I also agree with the girls that your thyroid should be even if TSH is as high as 3 to 4. I think many on this site will tell you that they feel best if the thyroid is directly in the midrange of normal (1 to 2.5 for TSH). This also assumes that your pituitary is working, so they need to check the T4 level as well (and that should be in midrange of normal. )
I had horrible headaches, (head pressure really), difficulty moving my eyes, and felt like I had dropped about 20 to 40 IQ points. The florinef and hydrocortisone made it better, but I did not truly start to have days without head pressure until both the glucocorticoids and thyroid were adequately replaced.

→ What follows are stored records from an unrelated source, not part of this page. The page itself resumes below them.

//! # Datasets and Batching
//!
//! ```text
//! PreparedData ──▶ NerDataset / InferenceDataset / LstmDataset
//!                        │ get(i) -> EncodedExample
//!                        ▼
//!                   DataLoader ──▶ Batch (candle tensors, [batch, max_length])
//! ```

pub mod batch;
pub mod lstm;
pub mod loader;
pub mod module;
pub mod ner;

pub use batch::Batch;
pub use loader::DataLoader;
pub use lstm::LstmDataset;
pub use module::DataModule;
pub use ner::{InferenceDataset, NerDataset};

use crate::error::Result;

/// One example encoded to fixed-length integer vectors.
#[derive(Debug, Clone, PartialEq, Eq, Default)]
pub struct EncodedExample {
    pub input_ids: Vec<u32>,
    /// 1 for real and special tokens, 0 for padding.
    pub attention_mask: Vec<u32>,
    /// Re-encoded boundary mask, position-aligned with `input_ids`.
    pub subtoken_check: Option<Vec<u32>>,
    /// Target label ids (training and validation only).
    pub target: Option<Vec<u32>>,
}

impl EncodedExample {
    pub fn len(&self) -> usize {
        self.input_ids.len()
    }

    pub fn is_empty(&self) -> bool {
        self.input_ids.is_empty()
    }
}

/// Random access over a fixed number of examples.
pub trait Dataset: Send + Sync {
    /// Encode example `index`.
    fn get(&self, index: usize) -> Result<EncodedExample>;

    /// Number of examples.
    fn len(&self) -> usize;

    fn is_empty(&self) -> bool {
        self.len() == 0
    }
}
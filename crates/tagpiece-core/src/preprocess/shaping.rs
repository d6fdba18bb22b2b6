//! # Sequence Shaper
//!
//! Boundary tokens, padding and truncation for parallel string streams.
//!
//! Ordering contract: add special tokens, then truncate (so the tail can be
//! replaced by `[SEP]` without losing `[CLS]`), then pad.

use serde::{Deserialize, Serialize};
use tracing::warn;

use crate::config::SpecialTokens;
use crate::error::{Result, TagpieceError};
use crate::preprocess::align::AlignedCorpus;

/// Default padding item.
pub const PAD_ITEM: &str = "[PAD]";

/// Terminator written over the tail of truncated sequences.
pub const SEP_ITEM: &str = "[SEP]";

/// Tokens, labels and boundary mask at a fixed length.
#[derive(Debug, Clone, PartialEq, Eq, Serialize, Deserialize)]
pub struct ShapedExample {
    pub tokens: Vec<String>,
    pub labels: Vec<String>,
    pub subtoken_check: Vec<String>,
}

impl ShapedExample {
    /// Common length of the three streams.
    pub fn len(&self) -> usize {
        self.tokens.len()
    }

    pub fn is_empty(&self) -> bool {
        self.tokens.is_empty()
    }
}

/// Prepend `cls_token` and append `sep_token` to every sentence and label
/// sequence. The special token itself is used as the label.
pub fn add_special_tokens(
    sentences: Vec<Vec<String>>,
    labels: Vec<Vec<String>>,
    cls_token: &str,
    sep_token: &str,
) -> Result<(Vec<Vec<String>>, Vec<Vec<String>>)> {
    if sentences.len() != labels.len() {
        return Err(TagpieceError::Validation(format!(
            "cannot add special tokens to {} sentences with {} label sequences",
            sentences.len(),
            labels.len()
        )));
    }
    let sentences = sentences
        .into_iter()
        .map(|s| wrap(s, cls_token, sep_token))
        .collect();
    let labels = labels
        .into_iter()
        .map(|l| wrap(l, cls_token, sep_token))
        .collect();
    Ok((sentences, labels))
}

fn wrap(sequence: Vec<String>, cls_token: &str, sep_token: &str) -> Vec<String> {
    let mut wrapped = Vec::with_capacity(sequence.len() + 2);
    wrapped.push(cls_token.to_string());
    wrapped.extend(sequence);
    wrapped.push(sep_token.to_string());
    wrapped
}

/// Right-pad every sequence shorter than `max_length` with `pad_item`.
/// Longer sequences are left as they are.
pub fn pad_sequence(
    texts: Vec<Vec<String>>,
    max_length: usize,
    pad_item: &str,
) -> Vec<Vec<String>> {
    texts
        .into_iter()
        .map(|mut text| {
            if text.len() < max_length {
                text.resize(max_length, pad_item.to_string());
            }
            text
        })
        .collect()
}

/// Cut sequences longer than `max_length` to `max_length - 1` items plus a
/// trailing `[SEP]`. Shorter sequences are left as they are.
pub fn truncate_sequence(texts: Vec<Vec<String>>, max_length: usize) -> Vec<Vec<String>> {
    truncate_with_tail(texts, max_length, SEP_ITEM)
}

fn truncate_with_tail(texts: Vec<Vec<String>>, max_length: usize, tail: &str) -> Vec<Vec<String>> {
    texts
        .into_iter()
        .map(|mut text| {
            if text.len() > max_length {
                text.truncate(max_length.saturating_sub(1));
                if max_length > 0 {
                    text.push(tail.to_string());
                }
            }
            text
        })
        .collect()
}

/// Attention masks for padded sequences: 1 for real items, 0 for `pad_item`.
pub fn create_attention_masks(data: &[Vec<String>], pad_item: &str) -> Vec<Vec<u32>> {
    data.iter()
        .map(|sequence| {
            sequence
                .iter()
                .map(|item| u32::from(item != pad_item))
                .collect()
        })
        .collect()
}

/// Applies the shaping steps in contract order at a fixed length.
#[derive(Debug, Clone)]
pub struct SequenceShaper {
    max_length: usize,
    special_tokens: SpecialTokens,
}

impl SequenceShaper {
    pub fn new(max_length: usize, special_tokens: SpecialTokens) -> Self {
        Self {
            max_length,
            special_tokens,
        }
    }

    pub fn max_length(&self) -> usize {
        self.max_length
    }

    /// Label sequences ready for a target indexer: CLS/SEP added, truncated,
    /// padded to `max_length`.
    pub fn shape_labels(&self, labels: Vec<Vec<String>>) -> Vec<Vec<String>> {
        let SpecialTokens { cls, sep, pad, .. } = &self.special_tokens;
        let wrapped = labels.into_iter().map(|l| wrap(l, cls, sep)).collect();
        self.fit(wrapped, pad)
    }

    /// Shape every aligned triple into a [`ShapedExample`].
    pub fn shape(&self, aligned: AlignedCorpus) -> Result<Vec<ShapedExample>> {
        let SpecialTokens { cls, sep, pad, .. } = &self.special_tokens;
        let AlignedCorpus {
            sentences,
            labels,
            subtoken_checks,
        } = aligned;
        if subtoken_checks.len() != sentences.len() {
            return Err(TagpieceError::Validation(format!(
                "{} sentences but {} boundary masks",
                sentences.len(),
                subtoken_checks.len()
            )));
        }

        let truncated = sentences.iter().filter(|s| s.len() + 2 > self.max_length).count();
        if truncated > 0 {
            warn!(truncated, max_length = self.max_length, "truncating long sequences");
        }

        let (tokens, labels) = add_special_tokens(sentences, labels, cls, sep)?;
        let checks = subtoken_checks
            .into_iter()
            .map(|c| wrap(c, cls, sep))
            .collect();

        let tokens = self.fit(tokens, pad);
        let labels = self.fit(labels, pad);
        let checks = self.fit(checks, pad);

        Ok(tokens
            .into_iter()
            .zip(labels)
            .zip(checks)
            .map(|((tokens, labels), subtoken_check)| ShapedExample {
                tokens,
                labels,
                subtoken_check,
            })
            .collect())
    }

    /// Shape a single aligned triple.
    pub fn shape_example(
        &self,
        tokens: Vec<String>,
        labels: Vec<String>,
        subtoken_check: Vec<String>,
    ) -> Result<ShapedExample> {
        if labels.len() != tokens.len() || subtoken_check.len() != tokens.len() {
            return Err(TagpieceError::Validation(format!(
                "example streams differ in length: {} tokens, {} labels, {} boundary flags",
                tokens.len(),
                labels.len(),
                subtoken_check.len()
            )));
        }
        let aligned = AlignedCorpus {
            sentences: vec![tokens],
            labels: vec![labels],
            subtoken_checks: vec![subtoken_check],
        };
        self.shape(aligned)?
            .pop()
            .ok_or_else(|| TagpieceError::Validation("shaping produced no example".into()))
    }

    /// Truncate (tail replaced by the configured SEP), then pad.
    fn fit(&self, texts: Vec<Vec<String>>, pad: &str) -> Vec<Vec<String>> {
        let truncated = truncate_with_tail(texts, self.max_length, &self.special_tokens.sep);
        pad_sequence(truncated, self.max_length, pad)
    }
}
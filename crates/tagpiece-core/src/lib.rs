//! # Tagpiece Core
//!
//! Prepares token-classification (NER) data for subword models: parses
//! CoNLL corpora, aligns word-level labels to subword tokens, shapes
//! sequences to a fixed length, batches them as candle tensors and projects
//! model predictions back to word-level tags.
//!
//! ## Quick Start
//!
//! ```rust
//! use tagpiece_core::preprocess::{add_special_tokens, pad_sequence, parse_conll};
//!
//! let corpus = parse_conll("EU _ _ B-ORG\nrejects _ _ O\n\n".lines()).unwrap();
//! assert_eq!(corpus.sentences, vec![vec!["EU", "rejects"]]);
//!
//! let (tokens, labels) =
//!     add_special_tokens(corpus.sentences, corpus.labels, "[CLS]", "[SEP]").unwrap();
//! assert_eq!(labels[0], vec!["[CLS]", "B-ORG", "O", "[SEP]"]);
//!
//! let padded = pad_sequence(tokens, 6, "[PAD]");
//! assert_eq!(padded[0].len(), 6);
//! ```
pub mod config;
pub mod dataset;
pub mod error;
pub mod indexer;
pub mod inference;
pub mod io;
pub mod model;
pub mod pipeline;
pub mod preprocess;
pub mod tokenizer;

#[cfg(test)]
pub(crate) mod testing;

// Re-export primary API
pub use config::{EmptyWordPolicy, LabelMode, PipelineConfig, SpecialTokens, X_TAG};
pub use dataset::{
    Batch, DataLoader, DataModule, Dataset, EncodedExample, InferenceDataset, LstmDataset,
    NerDataset,
};
pub use error::{Result, TagpieceError};
pub use indexer::{Indexer, TargetIndexer};
pub use inference::{extract_entities, project_to_words, Entity, Inference, WordPrediction};
pub use model::{SequenceModel, TokenClassifier};
pub use pipeline::{CorpusStats, PreparedData, Preprocessor};
pub use preprocess::{
    AlignedCorpus, ConllParser, ParsedCorpus, SequenceShaper, ShapedExample, SubwordAligner,
};
pub use tokenizer::{EncodeOptions, EncodedInput, HfTokenizer, SpecialIds, SubwordTokenizer};
pub mod align;
pub mod conll;
pub mod shaping;

pub use align::{
    create_test_samples, tokenize_and_keep_labels, AlignedCorpus, SubwordAligner, BOUNDARY_FLAG,
    CONTINUATION_FLAG,
};
pub use conll::{parse_conll, ConllParser, ParsedCorpus};
pub use shaping::{
    add_special_tokens, create_attention_masks, pad_sequence, truncate_sequence, SequenceShaper,
    ShapedExample, PAD_ITEM, SEP_ITEM,
};
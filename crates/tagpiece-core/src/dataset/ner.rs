//! Transformer datasets: subword sentences encoded with the tokenizer.

use std::sync::Arc;

use crate::dataset::{Dataset, EncodedExample};
use crate::error::{Result, TagpieceError};
use crate::indexer::TargetIndexer;
use crate::pipeline::PreparedData;
use crate::tokenizer::{EncodeOptions, EncodedInput, SubwordTokenizer};

/// Training and validation examples with targets.
pub struct NerDataset<T, I> {
    data: PreparedData,
    tokenizer: Arc<T>,
    target_indexer: Arc<I>,
    max_length: usize,
}

impl<T: SubwordTokenizer, I: TargetIndexer> NerDataset<T, I> {
    pub fn new(
        data: PreparedData,
        tokenizer: Arc<T>,
        target_indexer: Arc<I>,
        max_length: usize,
    ) -> Result<Self> {
        data.validate()?;
        Ok(Self {
            data,
            tokenizer,
            target_indexer,
            max_length,
        })
    }

    pub fn data(&self) -> &PreparedData {
        &self.data
    }
}

impl<T: SubwordTokenizer, I: TargetIndexer> Dataset for NerDataset<T, I> {
    fn get(&self, index: usize) -> Result<EncodedExample> {
        let sentence = example_at(&self.data.sentences, index)?;
        let check = example_at(&self.data.subtoken_checks, index)?;
        let labels = example_at(&self.data.labels, index)?;

        let options = EncodeOptions::fixed(self.max_length);
        let EncodedInput {
            input_ids,
            attention_mask,
        } = self.tokenizer.encode_plus(sentence, options)?;
        let subtoken_check = self.tokenizer.encode_plus(check, options)?.input_ids;
        let target = self
            .target_indexer
            .convert_samples_to_indexes(std::slice::from_ref(labels))
            .into_iter()
            .next()
            .unwrap_or_default();

        if target.len() != input_ids.len() {
            return Err(TagpieceError::ShapeMismatch {
                expected: input_ids.len(),
                found: target.len(),
            });
        }

        Ok(EncodedExample {
            input_ids,
            attention_mask,
            subtoken_check: Some(subtoken_check),
            target: Some(target),
        })
    }

    fn len(&self) -> usize {
        self.data.len()
    }
}

/// Unlabeled examples for prediction.
pub struct InferenceDataset<T> {
    sentences: Vec<Vec<String>>,
    subtoken_checks: Vec<Vec<String>>,
    tokenizer: Arc<T>,
    max_length: usize,
}

impl<T: SubwordTokenizer> InferenceDataset<T> {
    /// Build from the output of [`create_test_samples`](crate::preprocess::create_test_samples).
    pub fn new(
        sentences: Vec<Vec<String>>,
        subtoken_checks: Vec<Vec<String>>,
        tokenizer: Arc<T>,
        max_length: usize,
    ) -> Result<Self> {
        if sentences.len() != subtoken_checks.len() {
            return Err(TagpieceError::Validation(format!(
                "{} sentences but {} boundary masks",
                sentences.len(),
                subtoken_checks.len()
            )));
        }
        Ok(Self {
            sentences,
            subtoken_checks,
            tokenizer,
            max_length,
        })
    }
}

impl<T: SubwordTokenizer> Dataset for InferenceDataset<T> {
    fn get(&self, index: usize) -> Result<EncodedExample> {
        let options = EncodeOptions::fixed(self.max_length);
        let EncodedInput {
            input_ids,
            attention_mask,
        } = self
            .tokenizer
            .encode_plus(example_at(&self.sentences, index)?, options)?;
        let subtoken_check = self
            .tokenizer
            .encode_plus(example_at(&self.subtoken_checks, index)?, options)?
            .input_ids;

        Ok(EncodedExample {
            input_ids,
            attention_mask,
            subtoken_check: Some(subtoken_check),
            target: None,
        })
    }

    fn len(&self) -> usize {
        self.sentences.len()
    }
}

pub(crate) fn example_at<X>(items: &[X], index: usize) -> Result<&X> {
    items.get(index).ok_or_else(|| {
        TagpieceError::Validation(format!(
            "index {index} out of range for {} examples",
            items.len()
        ))
    })
}

#[cfg(test)]
mod tests {
    use super::*;
    use crate::config::PipelineConfig;
    use crate::indexer::Indexer;
    use crate::pipeline::Preprocessor;
    use crate::testing::FakeTokenizer;

    const CONLL: &str = "Peter _ _ B-PER\nBlackburn _ _ I-PER\n\nEU _ _ B-ORG\n";

    fn tokenizer() -> Arc<FakeTokenizer> {
        Arc::new(FakeTokenizer::new(&["Peter", "EU"]).with_split("Blackburn", &["Black", "##burn"]))
    }

    #[test]
    fn test_ner_dataset_streams_align() {
        let tokenizer = tokenizer();
        let config = PipelineConfig::new().with_max_length(6);
        let prepared = Preprocessor::new(&config)
            .unwrap()
            .prepare(CONLL.lines(), tokenizer.as_ref())
            .unwrap();
        let indexer = Arc::new(Indexer::build(&prepared.labels, "[PAD]", "[UNK]"));
        let dataset = NerDataset::new(prepared, tokenizer.clone(), indexer.clone(), 6).unwrap();

        assert_eq!(dataset.len(), 2);
        let example = dataset.get(0).unwrap();
        assert_eq!(
            tokenizer.convert_ids_to_tokens(&example.input_ids),
            vec!["[CLS]", "Peter", "Black", "##burn", "[SEP]", "[PAD]"]
        );
        assert_eq!(example.attention_mask, vec![1, 1, 1, 1, 1, 0]);
        assert_eq!(
            tokenizer.convert_ids_to_tokens(&example.subtoken_check.unwrap()),
            vec!["[CLS]", "1", "1", "0", "[SEP]", "[PAD]"]
        );
        let target = example.target.unwrap();
        assert_eq!(target.len(), 6);
        assert_eq!(target[0], indexer.get_index("[CLS]"));
        assert_eq!(target[2], indexer.get_index("I-PER"));
        assert_eq!(target[5], 0);
    }

    #[test]
    fn test_ner_dataset_out_of_range() {
        let dataset = NerDataset::new(
            PreparedData::default(),
            tokenizer(),
            Arc::new(Indexer::from_vocab(["[PAD]", "[UNK]"])),
            4,
        )
        .unwrap();
        assert!(dataset.is_empty());
        assert!(dataset.get(0).is_err());
    }

    #[test]
    fn test_inference_dataset_has_no_target() {
        let sentences = vec![vec!["Peter".to_string()]];
        let checks = vec![vec!["1".to_string()]];
        let dataset = InferenceDataset::new(sentences, checks, tokenizer(), 4).unwrap();
        let example = dataset.get(0).unwrap();
        assert!(example.target.is_none());
        assert_eq!(example.len(), 4);
        assert_eq!(example.subtoken_check.unwrap()[1], 5);
    }

    #[test]
    fn test_inference_dataset_ragged_input() {
        let result = InferenceDataset::new(vec![vec![]], vec![], tokenizer(), 4);
        assert!(matches!(result, Err(TagpieceError::Validation(_))));
    }
}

You will be rapidly becoming an expert in this condition, and know your own body. No matter how well intentioned a doctor may be, they will not know exactly how you feel, because text book reading is only an approximation. Many gals on this web site have seen Dr. Friedman in LA. On his website, goodhormonehealth.com, under "contact us" 3/4 way down the page, there is a "Physicians List" which has a list of many docs around the country who have traine d with him.
There is another web site, which I had run into years ago....which back then I thought was a little weird.....and now...I am amazed at how accurate I think it is about a lot of things. (NOt that I believe every word.) "stop thyroid madness", has been interesting for me to reference. There is information on that site about adrenal gland disorders, and it talks a lot about the interplay between the adrenals and the thyroid.
If your back and leg pain does not go away with proper medication treatment, then it needs to be worked up further. It could be a consideration to do just a plain x-ray (or later MRI) to make sure you do not have a bony abnormality or disc issue.
Hope you are feeling better and better.